A careful analysis of US elections shows many cases of the "spoiler effect."
For instance, in 1860, Lincoln won with 37% of the vote as the Democrats, Douglas and Breckinridge, split the Dem vote. Breckinridge with many fewer votes than Douglas got 72 electoral votes, while Douglas got only 12. Without the rump Southern Democrat run by Breckinridge, Douglas would have won...and US history would have been far different.
In 1992, Clinton won with 43%, as Perot drained off 20% of the vote, the majority from the Republican Bush. Some claim the Perot vote would have gone 50/50 but that is not likely, as Perot appealed more to the right than the left.

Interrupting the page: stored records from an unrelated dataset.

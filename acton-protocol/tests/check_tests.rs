/*
 * Copyright (c) 2024. Govcraft
 *
 * Licensed under either of
 *   * Apache License, Version 2.0 (the "License");
 *     you may not use this file except in compliance with the License.
 *     You may obtain a copy of the License at http://www.apache.org/licenses/LICENSE-2.0
 *   * MIT license: http://opensource.org/licenses/MIT
 *
 * Unless required by applicable law or agreed to in writing, software
 * distributed under the License is distributed on an "AS IS" BASIS,
 * WITHOUT WARRANTIES OR CONDITIONS OF ANY KIND, either express or implied.
 * See the applicable License for the specific language governing permissions and
 * limitations under that License.
 */

use acton_protocol::check::FailureReason;
use acton_protocol::prelude::*;

use crate::setup::initialize_tracing;
use crate::setup::protocols::{browser, loc, manager_and_managed, p_open};

mod setup;

fn messages(outcome: &CheckOutcome<'_>) -> Vec<String> {
    outcome
        .diagnostics()
        .iter()
        .map(|d| d.message.clone())
        .collect()
}

#[test]
fn test_well_formed_programs_pass() -> anyhow::Result<()> {
    initialize_tracing();
    let config = CompilerConfig::default();
    for program in [p_open(), manager_and_managed(), browser()] {
        let outcome = check(&program, &config);
        assert!(outcome.ok(), "{:?}", messages(&outcome));
        assert!(outcome.diagnostics().is_empty(), "{:?}", messages(&outcome));
        assert_eq!(outcome.checked_units().count(), program.len());
    }
    Ok(())
}

#[test]
fn test_dependency_order_puts_included_units_first() -> anyhow::Result<()> {
    initialize_tracing();
    let program = browser();
    let outcome = check(&program, &CompilerConfig::default());
    assert_eq!(outcome.order(), ["PTab.ipdl", "PBrowser.ipdl"]);
    let files: Vec<&str> = outcome.checked_units().map(|u| u.file()).collect();
    assert_eq!(files, vec!["PTab.ipdl", "PBrowser.ipdl"]);
    Ok(())
}

#[test]
fn test_duplicate_message_is_cited() -> anyhow::Result<()> {
    initialize_tracing();
    let mut program = p_open();
    let mut unit = program
        .unit("P.ipdl")
        .cloned()
        .ok_or_else(|| anyhow::anyhow!("fixture lost its unit"))?;
    unit.protocol
        .add_messages([MessageDecl::new(loc("P.ipdl", 3), "Open", Direction::Out)]);
    program.add_unit(unit);

    let outcome = check(&program, &CompilerConfig::default());
    assert!(!outcome.ok());
    let rendered: Vec<String> = outcome.diagnostics().iter().map(ToString::to_string).collect();
    assert_eq!(
        rendered,
        vec!["P.ipdl:3: error: message `Open` is already declared in protocol `P`"]
    );
    Ok(())
}

#[test]
fn test_errors_accumulate_across_units() -> anyhow::Result<()> {
    initialize_tracing();
    let mut a = Protocol::new(loc("PA.ipdl", 1), "PA");
    a.add_messages([
        MessageDecl::new(loc("PA.ipdl", 2), "Go", Direction::Out),
        MessageDecl::new(loc("PA.ipdl", 3), "Back", Direction::In)
            .with_out_param(Param::new(
                loc("PA.ipdl", 3),
                TypeSpec::native(loc("PA.ipdl", 3), QualifiedId::new(loc("PA.ipdl", 3), "int")),
                "n",
            )),
    ]);
    a.add_transition_stmts([TransitionStmt::new(
        loc("PA.ipdl", 4),
        State::new(loc("PA.ipdl", 4), "S"),
        vec![
            Transition::new(loc("PA.ipdl", 5), Trigger::Recv, "Go", State::new(loc("PA.ipdl", 5), "S")),
            Transition::new(loc("PA.ipdl", 6), Trigger::Call, "Back", State::new(loc("PA.ipdl", 6), "S")),
        ],
    )]);
    let mut b = Protocol::new(loc("PB.ipdl", 1), "PB");
    b.add_manages([ManagesStmt::new(loc("PB.ipdl", 2), "PNowhere")]);
    let program = Program::new()
        .with_unit(TranslationUnit::new("PA.ipdl", a))
        .with_unit(TranslationUnit::new("PB.ipdl", b));

    let outcome = check(&program, &CompilerConfig::default());
    assert_eq!(
        messages(&outcome),
        vec![
            "`async` message `Back` has no reply but declares reply values",
            "`recv` needs an `in` or `inout` message, but `Go` is declared `out`",
            "`call` needs an `out` or `inout` message, but `Back` is declared `in`",
            "`call` cannot fire `Back`, which has `async` semantics",
            "managed protocol `PNowhere` is not an included protocol",
        ]
    );
    assert_eq!(outcome.failed().len(), 2);
    Ok(())
}

#[test]
fn test_include_cycle_fails_only_its_members() -> anyhow::Result<()> {
    initialize_tracing();
    let mut a = TranslationUnit::new("PA.ipdl", Protocol::new(loc("PA.ipdl", 2), "PA"));
    a.add_protocol_include(ProtocolInclude::new(loc("PA.ipdl", 1), "PB.ipdl"));
    let mut b = TranslationUnit::new("PB.ipdl", Protocol::new(loc("PB.ipdl", 2), "PB"));
    b.add_protocol_include(ProtocolInclude::new(loc("PB.ipdl", 1), "PA.ipdl"));
    let program = Program::new()
        .with_unit(a)
        .with_unit(b)
        .with_unit(TranslationUnit::new("PC.ipdl", Protocol::new(loc("PC.ipdl", 1), "PC")));

    let outcome = check(&program, &CompilerConfig::default());
    assert_eq!(outcome.failed().get("PA.ipdl"), Some(&FailureReason::Cycle));
    assert_eq!(outcome.failed().get("PB.ipdl"), Some(&FailureReason::Cycle));
    assert!(outcome.unit("PC.ipdl").is_some());
    let cycle_errors = messages(&outcome)
        .into_iter()
        .filter(|m| m.starts_with("protocol include cycle"))
        .count();
    assert_eq!(cycle_errors, 1);
    Ok(())
}

#[test]
fn test_managed_protocol_must_name_its_manager() -> anyhow::Result<()> {
    initialize_tracing();
    let mut program = manager_and_managed();
    let mut c = program
        .unit("C.ipdl")
        .cloned()
        .ok_or_else(|| anyhow::anyhow!("fixture lost its unit"))?;
    c.protocol.manager = None;
    program.add_unit(c);

    let outcome = check(&program, &CompilerConfig::default());
    assert_eq!(
        messages(&outcome),
        vec!["`M` manages `C`, which does not declare `M` as its manager"]
    );
    assert!(outcome.unit("C.ipdl").is_some());
    assert!(outcome.is_failed("M.ipdl"));
    Ok(())
}

#[test]
fn test_warnings_can_fail_the_check() -> anyhow::Result<()> {
    initialize_tracing();
    let mut program = p_open();
    let mut unit = program
        .unit("P.ipdl")
        .cloned()
        .ok_or_else(|| anyhow::anyhow!("fixture lost its unit"))?;
    unit.protocol
        .add_messages([MessageDecl::new(loc("P.ipdl", 3), "Close", Direction::Out)]);
    program.add_unit(unit);

    let lenient = check(&program, &CompilerConfig::default());
    assert!(lenient.ok());
    assert_eq!(lenient.diagnostics().warning_count(), 1);
    assert_eq!(
        messages(&lenient),
        vec!["message `Close` is never fired by any transition"]
    );

    let mut strict_config = CompilerConfig::default();
    strict_config.diagnostics.warnings_as_errors = true;
    let strict = check(&program, &strict_config);
    assert!(!strict.ok());
    assert_eq!(strict.diagnostics().error_count(), 1);
    Ok(())
}

#[test]
fn test_unreachable_state_warning_can_be_disabled() -> anyhow::Result<()> {
    initialize_tracing();
    let mut program = p_open();
    let mut unit = program
        .unit("P.ipdl")
        .cloned()
        .ok_or_else(|| anyhow::anyhow!("fixture lost its unit"))?;
    unit.protocol.add_transition_stmts([TransitionStmt::new(
        loc("P.ipdl", 7),
        State::new(loc("P.ipdl", 7), "LIMBO"),
        vec![Transition::new(
            loc("P.ipdl", 8),
            Trigger::Send,
            "Open",
            State::new(loc("P.ipdl", 8), "OPEN"),
        )],
    )]);
    program.add_unit(unit);

    let outcome = check(&program, &CompilerConfig::default());
    assert_eq!(
        messages(&outcome),
        vec!["state `LIMBO` is unreachable from start state `START`"]
    );

    let mut quiet = CompilerConfig::default();
    quiet.diagnostics.warn_unreachable_states = false;
    assert!(check(&program, &quiet).diagnostics().is_empty());
    Ok(())
}

#[test]
fn test_reply_follows_semantics() {
    assert!(SendSemantics::Rpc.has_reply());
    assert!(SendSemantics::Sync.has_reply());
    assert!(!SendSemantics::Async.has_reply());
    assert!(SendSemantics::Rpc.is_reentrant());
}

fn rendered(outcome: &CheckOutcome<'_>) -> Vec<String> {
    outcome.diagnostics().iter().map(ToString::to_string).collect()
}

fn unit_of(program: &Program, file: &str) -> anyhow::Result<TranslationUnit> {
    program
        .unit(file)
        .cloned()
        .ok_or_else(|| anyhow::anyhow!("fixture lost `{file}`"))
}

#[test]
fn test_unknown_manager_is_cited() -> anyhow::Result<()> {
    initialize_tracing();
    let mut c = Protocol::new(loc("C.ipdl", 1), "C");
    c.set_manager(ManagerStmt::new(loc("C.ipdl", 2), "PGhost"));
    c.add_messages([MessageDecl::new(loc("C.ipdl", 3), "Work", Direction::Out)]);
    let program = Program::new().with_unit(TranslationUnit::new("C.ipdl", c));

    let outcome = check(&program, &CompilerConfig::default());
    assert_eq!(
        rendered(&outcome),
        vec!["C.ipdl:2: error: manager `PGhost` is not a visible protocol"]
    );
    assert!(outcome.is_failed("C.ipdl"));
    Ok(())
}

#[test]
fn test_manager_must_list_the_protocol() -> anyhow::Result<()> {
    initialize_tracing();
    let mut program = manager_and_managed();
    let mut m = unit_of(&program, "M.ipdl")?;
    m.protocol.manages.clear();
    program.add_unit(m);

    let outcome = check(&program, &CompilerConfig::default());
    assert_eq!(
        rendered(&outcome),
        vec!["C.ipdl:2: error: `M` is declared as the manager of `C` but does not manage it"]
    );
    assert_eq!(
        outcome.failed().get("M.ipdl"),
        Some(&FailureReason::DependencyFailed("C.ipdl".into()))
    );
    Ok(())
}

#[test]
fn test_unknown_actor_type_is_cited() -> anyhow::Result<()> {
    initialize_tracing();
    let mut program = browser();
    let mut unit = unit_of(&program, "PBrowser.ipdl")?;
    let f = "PBrowser.ipdl";
    unit.protocol.messages[1].in_params[0].type_spec = TypeSpec::actor(
        loc(f, 9),
        QualifiedId::new(loc(f, 9), "PWindow"),
        State::new(loc(f, 9), "LIVE"),
    );
    program.add_unit(unit);

    let outcome = check(&program, &CompilerConfig::default());
    assert_eq!(
        rendered(&outcome),
        vec!["PBrowser.ipdl:9: error: actor type `PWindow` does not name an included protocol"]
    );
    assert!(outcome.unit("PTab.ipdl").is_some());
    Ok(())
}

#[test]
fn test_actor_state_must_exist_in_its_protocol() -> anyhow::Result<()> {
    initialize_tracing();
    let mut program = browser();
    let mut unit = unit_of(&program, "PBrowser.ipdl")?;
    let f = "PBrowser.ipdl";
    unit.protocol.messages[1].in_params[0].type_spec = TypeSpec::actor(
        loc(f, 9),
        QualifiedId::new(loc(f, 9), "PTab"),
        State::new(loc(f, 10), "CLOSED"),
    );
    program.add_unit(unit);

    let outcome = check(&program, &CompilerConfig::default());
    assert_eq!(
        rendered(&outcome),
        vec![
            "PBrowser.ipdl:10: error: actor state `CLOSED` is not declared in protocol `mozilla::dom::PTab`"
        ]
    );
    assert!(outcome.is_failed("PBrowser.ipdl"));
    Ok(())
}

#[test]
fn test_repeated_transition_is_nondeterministic() -> anyhow::Result<()> {
    initialize_tracing();
    let mut program = p_open();
    let mut unit = unit_of(&program, "P.ipdl")?;
    unit.protocol.transition_stmts[0].transitions.push(Transition::new(
        loc("P.ipdl", 7),
        Trigger::Send,
        "Open",
        State::new(loc("P.ipdl", 7), "OPEN"),
    ));
    program.add_unit(unit);

    let outcome = check(&program, &CompilerConfig::default());
    assert_eq!(
        rendered(&outcome),
        vec!["P.ipdl:7: error: state `START` already has a `send Open` transition"]
    );
    assert!(!outcome.ok());
    Ok(())
}

#[test]
fn test_implicit_state_names_are_reserved() -> anyhow::Result<()> {
    initialize_tracing();
    let mut program = p_open();
    let mut unit = unit_of(&program, "P.ipdl")?;
    unit.protocol.transition_stmts[0].transitions[0].to_state =
        State::new(loc("P.ipdl", 5), "__Error");
    unit.protocol.transition_stmts[1].state = State::new(loc("P.ipdl", 6), "__Error");
    program.add_unit(unit);

    let outcome = check(&program, &CompilerConfig::default());
    assert_eq!(
        rendered(&outcome),
        vec!["P.ipdl:6: error: state name `__Error` is reserved for an implicit state"]
    );
    assert!(outcome.is_failed("P.ipdl"));
    Ok(())
}

#[test]
fn test_protocol_may_be_declared_once_per_program() -> anyhow::Result<()> {
    initialize_tracing();
    let mut again = Protocol::new(loc("P2.ipdl", 1), "P");
    again.add_messages([MessageDecl::new(loc("P2.ipdl", 2), "Open", Direction::Out)]);
    let program = p_open().with_unit(TranslationUnit::new("P2.ipdl", again));

    let outcome = check(&program, &CompilerConfig::default());
    assert_eq!(
        rendered(&outcome),
        vec!["P2.ipdl:1: error: protocol `P` is already declared in `P.ipdl`"]
    );
    assert!(outcome.unit("P.ipdl").is_some());
    assert!(outcome.is_failed("P2.ipdl"));
    Ok(())
}

#[test]
fn test_managed_protocol_is_listed_once() -> anyhow::Result<()> {
    initialize_tracing();
    let mut program = manager_and_managed();
    let mut m = unit_of(&program, "M.ipdl")?;
    m.protocol
        .add_manages([ManagesStmt::new(loc("M.ipdl", 5), "C")]);
    program.add_unit(m);

    let outcome = check(&program, &CompilerConfig::default());
    assert_eq!(
        rendered(&outcome),
        vec!["M.ipdl:5: error: protocol `C` is already listed as managed by `M`"]
    );
    assert!(outcome.unit("C.ipdl").is_some());
    assert!(outcome.is_failed("M.ipdl"));
    Ok(())
}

In 2000, Nader got 100,000 votes in Florida. Nationally, Nader voters were found to be 60% favoring Gore over Bush. If Nader had not run, Gore would likely have won by 20,000, too much to challenge.....and there would have been no Iraq War, no economic collapse, no Patriot Act.
The spoiler effect is an objective reality, not a blame game. I don't "blame" Breckinridge for electing Lincoln; I recognize the effect of his his rogue run, which saw him finish 2nd (in electoral, not popular votes) with ONLY write in votes!
The spoiler effect is real: Gary Johnson, who is pulling 10 or more percent is likely attracting more Republicans (the LIbs usually run as Republicans) than disaffected Democrats (who are going to Stein). Gary Johnson may help elect HRC. I do not blame him for that; I recognize the objective result of drawing away voters from the leading candidate, as Breckinridge did with Douglas.
It's not partisan; it's not scapegoating: it's history.
I love Ralph Nader, and I have voted for him, but the fact is that if he had not run in Florida (only swing states are vulnerable to the spoiler effect), Gore would have won.
There would have been no hanging chads, no deadlines, no Supreme Court calling the election, no War on Iraq, etc.
In our votes, we must act morally and strategically to bring about the results we want and not the opposite (ie to allow the greater evil to prevail). If we vote "out of conscience" for a party which changes the outcome of the race, that should be figured in to your decision of how to vote. This only matters in the small group of swing votes, where the spoiler effect is real. In other, "safe" red or blue states, vote your conscience!!
But if doing so brings on war rather than peace, think about it! We are responsible for our actions, and morally, we are obligated to act not with total purity, which is impossible, but to do the least harm.
The other hidden "spoiler" is those who do not vote, either because of the campaign to show that voting is meaningless (guess who benefits from that?) or thru voter suppression laws which discourage voting. Whether voluntary or part of a legal scheme, not voting often is responsible for who wins. If less than a majority vote, the Republicans usually win; if a strong majority (55% and up) vote, the Democrats always win.
Therefore, those who are persuaded not to vote or not to waste their vote, can determine who wins and thus act as a kind of silent spoiler. That is why Republicans, who are in the minority, seek to suppress the vote.